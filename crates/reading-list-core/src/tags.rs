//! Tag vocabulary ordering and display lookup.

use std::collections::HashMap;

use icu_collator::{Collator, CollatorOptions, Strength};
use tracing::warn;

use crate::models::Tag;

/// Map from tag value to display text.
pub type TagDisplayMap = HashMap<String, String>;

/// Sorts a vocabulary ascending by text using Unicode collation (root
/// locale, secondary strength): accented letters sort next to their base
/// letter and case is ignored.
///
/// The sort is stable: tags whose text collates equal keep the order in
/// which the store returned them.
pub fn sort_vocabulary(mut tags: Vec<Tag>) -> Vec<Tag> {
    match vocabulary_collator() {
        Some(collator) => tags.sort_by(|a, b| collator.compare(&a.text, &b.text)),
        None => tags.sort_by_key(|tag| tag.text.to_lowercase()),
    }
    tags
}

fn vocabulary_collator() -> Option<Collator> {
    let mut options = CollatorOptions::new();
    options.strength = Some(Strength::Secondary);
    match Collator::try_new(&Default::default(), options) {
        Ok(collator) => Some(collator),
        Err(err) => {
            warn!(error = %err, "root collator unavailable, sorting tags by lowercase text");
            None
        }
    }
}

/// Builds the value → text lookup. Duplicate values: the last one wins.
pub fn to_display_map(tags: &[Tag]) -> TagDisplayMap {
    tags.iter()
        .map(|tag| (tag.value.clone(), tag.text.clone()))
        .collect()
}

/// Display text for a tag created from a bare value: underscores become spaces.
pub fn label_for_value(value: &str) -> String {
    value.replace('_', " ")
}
***
**What you will do**
Reproduce each of the entries exactly, omitting none.

**Solution for this problem**
filename crates/reading-list-core/src/tags.rs
//! Tag vocabulary ordering and display lookup.

use std::collections::HashMap;

use icu_collator::{Collator, CollatorOptions, Strength};
use tracing::warn;

use crate::models::Tag;

/// Map from tag value to display text.
pub type TagDisplayMap = HashMap<String, String>;

/// Sorts a vocabulary ascending by text using Unicode collation (root
/// locale, secondary strength): accented letters sort next to their base
/// letter and case is ignored.
///
/// The sort is stable: tags whose text collates equal keep the order in
/// which the store returned them.
pub fn sort_vocabulary(mut tags: Vec<Tag>) -> Vec<Tag> {
    match vocabulary_collator() {
        Some(collator) => tags.sort_by(|a, b| collator.compare(&a.text, &b.text)),
        None => tags.sort_by_key(|tag| tag.text.to_lowercase()),
    }
    tags
}

fn vocabulary_collator() -> Option<Collator> {
    let mut options = CollatorOptions::new();
    options.strength = Some(Strength::Secondary);
    match Collator::try_new(&Default::default(), options) {
        Ok(collator) => Some(collator),
        Err(err) => {
            warn!(error = %err, "root collator unavailable, sorting tags by lowercase text");
            None
        }
    }
}

/// Builds the value → text lookup. Duplicate values: the last one wins.
pub fn to_display_map(tags: &[Tag]) -> TagDisplayMap {
    tags.iter()
        .map(|tag| (tag.value.clone(), tag.text.clone()))
        .collect()
}

/// Display text for a tag created from a bare value: underscores become spaces.
pub fn label_for_value(value: &str) -> String {
    value.replace('_', " ")
}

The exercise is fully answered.